Source material below:
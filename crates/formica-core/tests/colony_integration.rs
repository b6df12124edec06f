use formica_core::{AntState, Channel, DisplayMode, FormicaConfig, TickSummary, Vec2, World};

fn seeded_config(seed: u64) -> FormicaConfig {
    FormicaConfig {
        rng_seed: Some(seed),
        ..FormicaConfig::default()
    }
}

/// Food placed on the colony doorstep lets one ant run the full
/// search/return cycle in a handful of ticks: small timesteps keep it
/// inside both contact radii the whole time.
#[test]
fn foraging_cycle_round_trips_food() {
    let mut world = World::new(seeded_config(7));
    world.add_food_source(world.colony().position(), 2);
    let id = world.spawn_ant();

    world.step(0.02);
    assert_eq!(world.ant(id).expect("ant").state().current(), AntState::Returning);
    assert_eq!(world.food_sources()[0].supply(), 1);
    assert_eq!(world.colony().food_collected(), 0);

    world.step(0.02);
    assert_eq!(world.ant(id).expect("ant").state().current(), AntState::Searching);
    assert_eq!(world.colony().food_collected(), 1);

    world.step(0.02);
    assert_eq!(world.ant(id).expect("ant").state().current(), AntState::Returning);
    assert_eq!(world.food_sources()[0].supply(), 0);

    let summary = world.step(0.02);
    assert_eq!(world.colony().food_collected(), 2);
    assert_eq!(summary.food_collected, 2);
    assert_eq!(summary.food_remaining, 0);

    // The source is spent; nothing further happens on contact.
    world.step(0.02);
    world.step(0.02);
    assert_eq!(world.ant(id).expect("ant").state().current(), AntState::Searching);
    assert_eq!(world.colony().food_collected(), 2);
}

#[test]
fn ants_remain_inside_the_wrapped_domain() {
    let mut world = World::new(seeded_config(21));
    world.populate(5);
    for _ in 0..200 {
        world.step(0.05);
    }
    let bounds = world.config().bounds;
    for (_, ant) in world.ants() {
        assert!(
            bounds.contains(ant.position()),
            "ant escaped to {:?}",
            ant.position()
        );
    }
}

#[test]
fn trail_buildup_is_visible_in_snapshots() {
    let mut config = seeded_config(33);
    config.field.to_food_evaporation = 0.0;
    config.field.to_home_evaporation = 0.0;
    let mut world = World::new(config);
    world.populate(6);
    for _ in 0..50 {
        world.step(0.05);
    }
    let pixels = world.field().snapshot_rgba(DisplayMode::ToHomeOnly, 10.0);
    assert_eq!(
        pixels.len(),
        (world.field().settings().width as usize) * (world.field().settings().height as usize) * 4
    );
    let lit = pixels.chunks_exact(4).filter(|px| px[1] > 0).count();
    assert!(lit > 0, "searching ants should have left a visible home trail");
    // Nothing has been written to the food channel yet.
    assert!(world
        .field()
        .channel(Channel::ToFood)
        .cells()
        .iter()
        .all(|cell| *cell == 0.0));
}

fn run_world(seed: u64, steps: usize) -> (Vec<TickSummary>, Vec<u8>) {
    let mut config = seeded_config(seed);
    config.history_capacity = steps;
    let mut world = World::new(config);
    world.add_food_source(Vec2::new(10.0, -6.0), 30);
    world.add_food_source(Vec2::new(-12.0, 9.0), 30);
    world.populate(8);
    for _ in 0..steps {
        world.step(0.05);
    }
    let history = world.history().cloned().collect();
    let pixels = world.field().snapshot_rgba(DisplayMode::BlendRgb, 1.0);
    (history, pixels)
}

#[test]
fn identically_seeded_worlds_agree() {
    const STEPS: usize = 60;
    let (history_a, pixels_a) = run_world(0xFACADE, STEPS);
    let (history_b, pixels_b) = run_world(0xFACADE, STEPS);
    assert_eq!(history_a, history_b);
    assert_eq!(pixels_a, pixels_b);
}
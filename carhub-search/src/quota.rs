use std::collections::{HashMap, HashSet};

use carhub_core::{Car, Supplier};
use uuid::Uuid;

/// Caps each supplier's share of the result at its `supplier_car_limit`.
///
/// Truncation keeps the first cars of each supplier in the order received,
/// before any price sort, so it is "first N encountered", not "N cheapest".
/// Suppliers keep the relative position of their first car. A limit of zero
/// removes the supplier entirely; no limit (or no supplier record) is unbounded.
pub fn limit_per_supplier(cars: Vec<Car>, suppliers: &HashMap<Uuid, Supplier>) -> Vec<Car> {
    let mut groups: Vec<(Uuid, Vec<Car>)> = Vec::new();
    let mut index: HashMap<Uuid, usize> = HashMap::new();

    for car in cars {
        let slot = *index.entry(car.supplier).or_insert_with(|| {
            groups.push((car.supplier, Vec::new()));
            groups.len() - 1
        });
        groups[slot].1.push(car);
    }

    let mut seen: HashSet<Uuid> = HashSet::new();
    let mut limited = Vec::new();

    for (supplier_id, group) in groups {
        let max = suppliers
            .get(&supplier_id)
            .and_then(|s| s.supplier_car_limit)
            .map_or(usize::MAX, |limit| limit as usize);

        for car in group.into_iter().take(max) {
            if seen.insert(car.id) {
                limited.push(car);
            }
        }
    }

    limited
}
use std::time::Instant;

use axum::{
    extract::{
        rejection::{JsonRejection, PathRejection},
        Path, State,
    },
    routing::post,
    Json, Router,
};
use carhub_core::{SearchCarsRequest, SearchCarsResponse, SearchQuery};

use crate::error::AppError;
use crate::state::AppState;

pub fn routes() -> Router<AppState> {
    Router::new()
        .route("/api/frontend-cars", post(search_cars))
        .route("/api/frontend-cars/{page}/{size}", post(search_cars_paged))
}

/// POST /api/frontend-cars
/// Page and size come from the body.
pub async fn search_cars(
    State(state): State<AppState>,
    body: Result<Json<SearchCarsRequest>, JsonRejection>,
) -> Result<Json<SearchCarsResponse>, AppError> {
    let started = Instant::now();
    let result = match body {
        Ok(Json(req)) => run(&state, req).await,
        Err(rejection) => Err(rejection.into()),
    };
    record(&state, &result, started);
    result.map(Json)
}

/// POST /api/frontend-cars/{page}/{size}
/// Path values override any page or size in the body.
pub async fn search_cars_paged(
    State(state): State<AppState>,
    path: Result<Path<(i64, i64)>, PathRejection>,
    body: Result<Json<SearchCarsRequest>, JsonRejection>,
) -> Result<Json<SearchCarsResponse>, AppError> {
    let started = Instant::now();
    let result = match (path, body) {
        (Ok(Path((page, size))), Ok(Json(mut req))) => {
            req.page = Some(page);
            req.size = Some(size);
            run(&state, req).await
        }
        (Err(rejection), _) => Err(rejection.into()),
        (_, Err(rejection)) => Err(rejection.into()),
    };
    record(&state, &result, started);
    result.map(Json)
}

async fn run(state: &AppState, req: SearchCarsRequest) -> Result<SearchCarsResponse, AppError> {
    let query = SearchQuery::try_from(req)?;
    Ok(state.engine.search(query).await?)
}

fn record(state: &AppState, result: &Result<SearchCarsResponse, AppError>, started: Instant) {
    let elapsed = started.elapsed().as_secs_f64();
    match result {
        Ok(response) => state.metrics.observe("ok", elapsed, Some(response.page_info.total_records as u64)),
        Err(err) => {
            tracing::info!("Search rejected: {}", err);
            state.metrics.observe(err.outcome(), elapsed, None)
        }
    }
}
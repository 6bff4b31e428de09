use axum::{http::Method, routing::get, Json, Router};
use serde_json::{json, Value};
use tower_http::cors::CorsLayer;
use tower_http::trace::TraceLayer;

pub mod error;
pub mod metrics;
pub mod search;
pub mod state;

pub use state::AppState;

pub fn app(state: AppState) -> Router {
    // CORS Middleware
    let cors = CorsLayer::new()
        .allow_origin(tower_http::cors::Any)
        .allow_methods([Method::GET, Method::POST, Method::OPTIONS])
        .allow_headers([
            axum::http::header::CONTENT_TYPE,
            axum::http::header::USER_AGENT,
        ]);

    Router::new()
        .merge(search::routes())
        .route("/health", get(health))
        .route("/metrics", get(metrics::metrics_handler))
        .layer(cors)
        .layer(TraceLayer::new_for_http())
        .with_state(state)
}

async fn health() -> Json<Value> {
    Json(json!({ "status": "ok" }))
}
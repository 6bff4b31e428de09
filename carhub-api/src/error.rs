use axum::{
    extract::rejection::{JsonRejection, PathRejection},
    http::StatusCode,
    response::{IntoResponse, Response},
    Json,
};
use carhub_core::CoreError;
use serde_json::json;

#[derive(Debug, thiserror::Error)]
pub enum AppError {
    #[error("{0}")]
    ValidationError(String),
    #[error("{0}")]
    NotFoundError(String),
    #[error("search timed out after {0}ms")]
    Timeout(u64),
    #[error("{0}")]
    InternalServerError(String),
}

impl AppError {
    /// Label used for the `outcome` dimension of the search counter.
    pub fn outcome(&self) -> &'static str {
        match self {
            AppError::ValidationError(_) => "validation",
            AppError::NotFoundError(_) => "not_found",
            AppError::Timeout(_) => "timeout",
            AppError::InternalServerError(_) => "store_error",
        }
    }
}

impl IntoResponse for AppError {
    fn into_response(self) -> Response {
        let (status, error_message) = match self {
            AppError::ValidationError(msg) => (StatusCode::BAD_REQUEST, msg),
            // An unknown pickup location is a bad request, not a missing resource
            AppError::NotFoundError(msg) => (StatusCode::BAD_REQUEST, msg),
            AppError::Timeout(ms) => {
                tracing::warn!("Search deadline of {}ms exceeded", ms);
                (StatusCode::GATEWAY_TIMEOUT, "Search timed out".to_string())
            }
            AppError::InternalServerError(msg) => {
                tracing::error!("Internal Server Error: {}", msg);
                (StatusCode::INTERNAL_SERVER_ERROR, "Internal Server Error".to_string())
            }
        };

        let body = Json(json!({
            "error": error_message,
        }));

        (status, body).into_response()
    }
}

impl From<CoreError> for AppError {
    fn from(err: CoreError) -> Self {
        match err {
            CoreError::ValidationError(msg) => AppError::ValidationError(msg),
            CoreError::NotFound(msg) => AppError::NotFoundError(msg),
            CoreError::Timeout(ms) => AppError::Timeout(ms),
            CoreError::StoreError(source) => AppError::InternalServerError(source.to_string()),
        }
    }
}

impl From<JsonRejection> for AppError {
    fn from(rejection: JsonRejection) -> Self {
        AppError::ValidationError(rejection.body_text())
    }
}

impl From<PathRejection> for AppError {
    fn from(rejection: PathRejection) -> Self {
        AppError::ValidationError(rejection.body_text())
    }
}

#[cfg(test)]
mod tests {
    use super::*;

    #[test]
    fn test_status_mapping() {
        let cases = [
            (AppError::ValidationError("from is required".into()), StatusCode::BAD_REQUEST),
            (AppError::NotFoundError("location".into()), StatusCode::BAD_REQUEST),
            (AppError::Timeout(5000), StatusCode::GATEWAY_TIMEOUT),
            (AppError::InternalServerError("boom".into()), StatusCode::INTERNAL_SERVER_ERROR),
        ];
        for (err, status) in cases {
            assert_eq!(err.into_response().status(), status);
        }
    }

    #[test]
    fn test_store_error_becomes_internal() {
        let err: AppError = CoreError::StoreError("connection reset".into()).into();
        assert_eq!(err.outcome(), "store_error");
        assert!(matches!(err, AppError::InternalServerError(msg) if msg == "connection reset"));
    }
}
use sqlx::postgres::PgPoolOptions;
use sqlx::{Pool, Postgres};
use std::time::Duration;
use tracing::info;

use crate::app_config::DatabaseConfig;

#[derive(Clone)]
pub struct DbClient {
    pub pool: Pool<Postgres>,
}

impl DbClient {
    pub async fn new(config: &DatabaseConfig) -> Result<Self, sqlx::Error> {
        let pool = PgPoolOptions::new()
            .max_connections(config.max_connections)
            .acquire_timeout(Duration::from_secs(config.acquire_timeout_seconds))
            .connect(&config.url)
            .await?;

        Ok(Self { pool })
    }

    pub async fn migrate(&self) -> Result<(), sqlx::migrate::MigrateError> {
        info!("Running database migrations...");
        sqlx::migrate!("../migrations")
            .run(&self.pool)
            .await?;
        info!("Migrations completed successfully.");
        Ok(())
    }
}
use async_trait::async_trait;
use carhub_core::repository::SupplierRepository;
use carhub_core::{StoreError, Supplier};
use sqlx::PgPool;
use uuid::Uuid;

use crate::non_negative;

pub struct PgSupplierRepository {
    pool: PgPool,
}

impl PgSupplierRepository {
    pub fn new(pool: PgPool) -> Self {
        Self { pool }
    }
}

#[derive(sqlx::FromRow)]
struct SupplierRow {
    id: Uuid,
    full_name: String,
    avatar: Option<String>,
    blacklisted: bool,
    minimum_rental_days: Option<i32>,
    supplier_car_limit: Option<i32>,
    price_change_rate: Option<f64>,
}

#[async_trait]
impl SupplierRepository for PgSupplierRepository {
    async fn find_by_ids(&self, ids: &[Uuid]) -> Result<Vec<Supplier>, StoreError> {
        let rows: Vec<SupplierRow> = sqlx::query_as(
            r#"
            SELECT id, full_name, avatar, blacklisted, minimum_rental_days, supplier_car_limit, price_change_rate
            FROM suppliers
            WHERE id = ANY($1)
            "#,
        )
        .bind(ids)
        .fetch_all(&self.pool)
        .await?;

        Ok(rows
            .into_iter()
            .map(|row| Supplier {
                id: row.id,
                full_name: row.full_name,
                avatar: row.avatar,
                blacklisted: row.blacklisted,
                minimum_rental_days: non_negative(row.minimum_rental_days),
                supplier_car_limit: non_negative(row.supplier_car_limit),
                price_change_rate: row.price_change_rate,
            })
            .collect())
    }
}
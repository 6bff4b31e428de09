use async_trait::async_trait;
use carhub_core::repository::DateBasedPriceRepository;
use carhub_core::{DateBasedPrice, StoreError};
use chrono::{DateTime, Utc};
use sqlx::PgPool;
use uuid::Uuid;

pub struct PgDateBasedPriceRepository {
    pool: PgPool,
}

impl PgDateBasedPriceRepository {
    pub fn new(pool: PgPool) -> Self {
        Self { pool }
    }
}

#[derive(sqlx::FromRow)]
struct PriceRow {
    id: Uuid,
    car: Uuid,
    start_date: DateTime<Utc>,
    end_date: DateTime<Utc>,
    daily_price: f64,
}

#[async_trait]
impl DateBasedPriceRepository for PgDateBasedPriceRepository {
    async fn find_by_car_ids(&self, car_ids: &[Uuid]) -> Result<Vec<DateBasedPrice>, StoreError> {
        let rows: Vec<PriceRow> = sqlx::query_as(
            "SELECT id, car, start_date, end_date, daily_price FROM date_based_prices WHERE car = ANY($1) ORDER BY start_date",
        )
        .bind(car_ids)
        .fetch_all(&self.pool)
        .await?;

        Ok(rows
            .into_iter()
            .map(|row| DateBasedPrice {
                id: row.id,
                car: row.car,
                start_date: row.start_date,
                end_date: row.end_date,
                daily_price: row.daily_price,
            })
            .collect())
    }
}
End of Source material.
Task objective: Which lines of the records contain "PathRejection"? Show each of them.

Exercise response:
        rejection::{JsonRejection, PathRejection},
    path: Result<Path<(i64, i64)>, PathRejection>,
    extract::rejection::{JsonRejection, PathRejection},
impl From<PathRejection> for AppError {
    fn from(rejection: PathRejection) -> Self {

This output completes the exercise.